Post by Ella Menno » 09 May 2010, 22:07

I just listened to the MormonMatters podcast about innoculation (I think it was episode # 13). I was genuinely pained by how the apologists involved spoke down to all of us who have had doubts. I was innoculated early. I was BIC to very intelligent parents who taught me about a lot of the church wackiness like polygamy, masons, etc. I also am an avid reader, including church history. Most of the history has not shocked me. My problem came when I started really thinking about the history and core docrines as they applied to me specifically. That is when my stage 4 crisis came. So, I have concluded that innoculation will not shield many of us from the stage 4 angst or doubts. Why, then, should anyone be innoculated? If my parents did their best to innoculate me and I still ended up in a crisis of faith which may well be damaging to me where the church is concerned, is there any hope for my children who are being raised unorthodox and being innoculated early?
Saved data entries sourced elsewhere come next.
//! Matching quality metrics (KPIs).
//!
//! Computes indicators of how good a committed partition is for the
//! attendees and the organizers. Used to compare strategies and margins
//! across runs, never to drive the matching itself.
//!
//! # Metrics
//!
//! | Metric | Definition |
//! |--------|-----------|
//! | Happiness | Per attendee: priority-weighted share of accepted bookings |
//! | Mean Happiness | Mean over attendees with at least one booking |
//! | Happiness Stdev | Sample standard deviation of the same scores |
//! | Operable Rate | Fraction of occasions filled to at least their floor |
//! | Overlap Rate | Fraction of occasions overlapping their successor in start order |

use serde::{Deserialize, Serialize};

use crate::models::{Attendee, BookingState, Snapshot, TimeWindow};

/// Matching quality indicators for one snapshot.
#[derive(Debug, Clone, Serialize, Deserialize)]
pub struct MatchKpi {
    /// Mean attendee happiness (0.0..1.0). `None` when no attendee has
    /// a booking.
    pub happiness_mean: Option<f64>,
    /// Sample standard deviation of happiness. `None` with fewer than
    /// two scored attendees.
    pub happiness_stdev: Option<f64>,
    /// Fraction of occasions holding at least their floor (0.0..1.0).
    pub operable_rate: f64,
    /// Fraction of occasions whose window overlaps the next one in
    /// start order (0.0..1.0). A density measure of the program layout.
    pub overlap_rate: f64,
    /// Accepted bookings in the snapshot.
    pub accepted_count: usize,
    /// Open bookings in the snapshot.
    pub open_count: usize,
    /// Blocked bookings in the snapshot.
    pub blocked_count: usize,
}

impl MatchKpi {
    /// Computes all indicators from a snapshot.
    pub fn calculate(snapshot: &Snapshot) -> Self {
        let scores: Vec<f64> = snapshot
            .attendees()
            .filter_map(|a| happiness(snapshot, a))
            .collect();

        let happiness_mean = if scores.is_empty() {
            None
        } else {
            Some(scores.iter().sum::<f64>() / scores.len() as f64)
        };

        let happiness_stdev = happiness_mean.filter(|_| scores.len() >= 2).map(|mean| {
            let variance = scores.iter().map(|s| (s - mean).powi(2)).sum::<f64>()
                / (scores.len() - 1) as f64;
            variance.sqrt()
        });

        let mut accepted_count = 0;
        let mut open_count = 0;
        let mut blocked_count = 0;
        for booking in snapshot.bookings() {
            match booking.state {
                BookingState::Open => open_count += 1,
                BookingState::Accepted => accepted_count += 1,
                BookingState::Blocked => blocked_count += 1,
            }
        }

        Self {
            happiness_mean,
            happiness_stdev,
            operable_rate: operable_rate(snapshot),
            overlap_rate: overlap_rate(snapshot),
            accepted_count,
            open_count,
            blocked_count,
        }
    }
}

/// Priority-weighted share of an attendee's bookings that got accepted.
///
/// A booking with priority p contributes weight p + 1, so losing a
/// prioritized wish hurts the score more than losing a plain one.
/// `None` when the attendee has no bookings.
pub fn happiness(snapshot: &Snapshot, attendee: &Attendee) -> Option<f64> {
    let mut achieved = 0u64;
    let mut possible = 0u64;

    for booking in attendee
        .booking_ids
        .iter()
        .filter_map(|id| snapshot.booking(id))
    {
        let weight = (booking.priority.max(0) as u64) + 1;
        possible += weight;
        if booking.state == BookingState::Accepted {
            achieved += weight;
        }
    }

    if possible == 0 {
        None
    } else {
        Some(achieved as f64 / possible as f64)
    }
}

/// Fraction of occasions filled to at least their floor.
fn operable_rate(snapshot: &Snapshot) -> f64 {
    let total = snapshot.occasions().count();
    if total == 0 {
        return 0.0;
    }

    let operable = snapshot
        .occasions()
        .filter(|o| snapshot.accepted_count(&o.id) >= o.spots.lower)
        .count();
    operable as f64 / total as f64
}

/// Fraction of occasions overlapping their successor in start order.
fn overlap_rate(snapshot: &Snapshot) -> f64 {
    let total = snapshot.occasions().count();
    if total == 0 {
        return 0.0;
    }

    let mut windows: Vec<(String, TimeWindow)> = snapshot
        .occasions()
        .map(|o| (o.id.clone(), o.window))
        .collect();
    windows.sort_by_key(|(id, w)| (w.start_ms, id.clone()));

    let overlapping = windows
        .windows(2)
        .filter(|pair| pair[0].1.overlaps(&pair[1].1))
        .count();
    overlapping as f64 / total as f64
}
I really disliked how the apologists were so dismissive of everyone who doubts. That is so unfair. I did know. I did read. I did think. I did have a testimony. I still do all these things. Is it really my fault that some of it has caused serious enough cognitive dissonance that I would no longer be able to shelf it all? It really makes me think that the church membership would be better off if doubters would just make a graceful exit. I mean, the stage 3 membership is uncomfortable with doubters and the apologists just want us to get over it. Is that good for the church?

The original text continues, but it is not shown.